• About this exercise: Copy each line of the entries below that contains the string "FixedDecimal".

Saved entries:
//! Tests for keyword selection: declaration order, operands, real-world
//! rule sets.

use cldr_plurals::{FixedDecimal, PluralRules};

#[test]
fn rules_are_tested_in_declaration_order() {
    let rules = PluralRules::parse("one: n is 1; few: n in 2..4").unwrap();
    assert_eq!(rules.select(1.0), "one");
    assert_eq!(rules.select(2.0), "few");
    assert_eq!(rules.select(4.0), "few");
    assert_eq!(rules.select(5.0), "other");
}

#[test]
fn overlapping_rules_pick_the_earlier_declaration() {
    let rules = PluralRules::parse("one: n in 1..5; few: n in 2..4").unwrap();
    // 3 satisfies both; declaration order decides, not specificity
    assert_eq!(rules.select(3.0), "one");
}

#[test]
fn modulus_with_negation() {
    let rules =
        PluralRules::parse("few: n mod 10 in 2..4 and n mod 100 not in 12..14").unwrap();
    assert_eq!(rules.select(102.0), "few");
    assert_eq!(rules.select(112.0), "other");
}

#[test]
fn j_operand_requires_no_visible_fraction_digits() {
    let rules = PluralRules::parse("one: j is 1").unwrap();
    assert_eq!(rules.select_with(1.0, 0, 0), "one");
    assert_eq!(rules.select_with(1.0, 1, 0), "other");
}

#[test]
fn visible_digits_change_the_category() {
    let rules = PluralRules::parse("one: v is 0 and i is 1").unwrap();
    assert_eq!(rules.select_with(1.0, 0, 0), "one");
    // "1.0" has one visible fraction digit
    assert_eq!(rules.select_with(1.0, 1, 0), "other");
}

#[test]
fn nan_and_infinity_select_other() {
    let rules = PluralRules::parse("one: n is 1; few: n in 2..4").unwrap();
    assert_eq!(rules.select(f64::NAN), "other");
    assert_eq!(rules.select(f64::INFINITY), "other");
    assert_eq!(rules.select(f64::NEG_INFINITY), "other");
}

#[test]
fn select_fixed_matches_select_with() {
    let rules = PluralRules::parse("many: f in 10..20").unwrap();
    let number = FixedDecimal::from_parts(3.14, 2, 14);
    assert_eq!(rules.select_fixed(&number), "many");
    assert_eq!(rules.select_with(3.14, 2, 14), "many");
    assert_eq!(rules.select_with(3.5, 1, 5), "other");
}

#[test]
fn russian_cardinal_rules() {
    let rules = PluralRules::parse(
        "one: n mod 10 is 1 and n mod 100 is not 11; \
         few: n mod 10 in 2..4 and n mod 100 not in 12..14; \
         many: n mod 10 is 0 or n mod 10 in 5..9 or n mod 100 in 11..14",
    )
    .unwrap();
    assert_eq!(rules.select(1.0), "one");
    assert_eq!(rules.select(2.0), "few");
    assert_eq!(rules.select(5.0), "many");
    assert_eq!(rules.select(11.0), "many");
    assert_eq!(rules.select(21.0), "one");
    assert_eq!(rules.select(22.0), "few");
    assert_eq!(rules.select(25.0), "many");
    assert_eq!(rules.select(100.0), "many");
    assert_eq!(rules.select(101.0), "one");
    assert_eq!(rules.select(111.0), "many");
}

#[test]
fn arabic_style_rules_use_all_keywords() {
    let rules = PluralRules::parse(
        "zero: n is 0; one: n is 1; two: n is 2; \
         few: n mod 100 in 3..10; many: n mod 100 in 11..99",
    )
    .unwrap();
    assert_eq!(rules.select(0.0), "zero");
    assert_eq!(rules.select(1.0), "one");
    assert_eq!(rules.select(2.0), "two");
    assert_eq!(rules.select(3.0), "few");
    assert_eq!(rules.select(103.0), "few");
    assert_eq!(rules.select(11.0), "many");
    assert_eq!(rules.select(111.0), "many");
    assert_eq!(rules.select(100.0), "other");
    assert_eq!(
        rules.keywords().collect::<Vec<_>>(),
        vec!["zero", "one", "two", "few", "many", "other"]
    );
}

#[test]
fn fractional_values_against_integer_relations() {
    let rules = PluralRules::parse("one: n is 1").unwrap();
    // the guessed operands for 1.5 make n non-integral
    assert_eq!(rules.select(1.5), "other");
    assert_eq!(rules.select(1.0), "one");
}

• Written response:
use cldr_plurals::{FixedDecimal, PluralRules};
    let number = FixedDecimal::from_parts(3.14, 2, 14);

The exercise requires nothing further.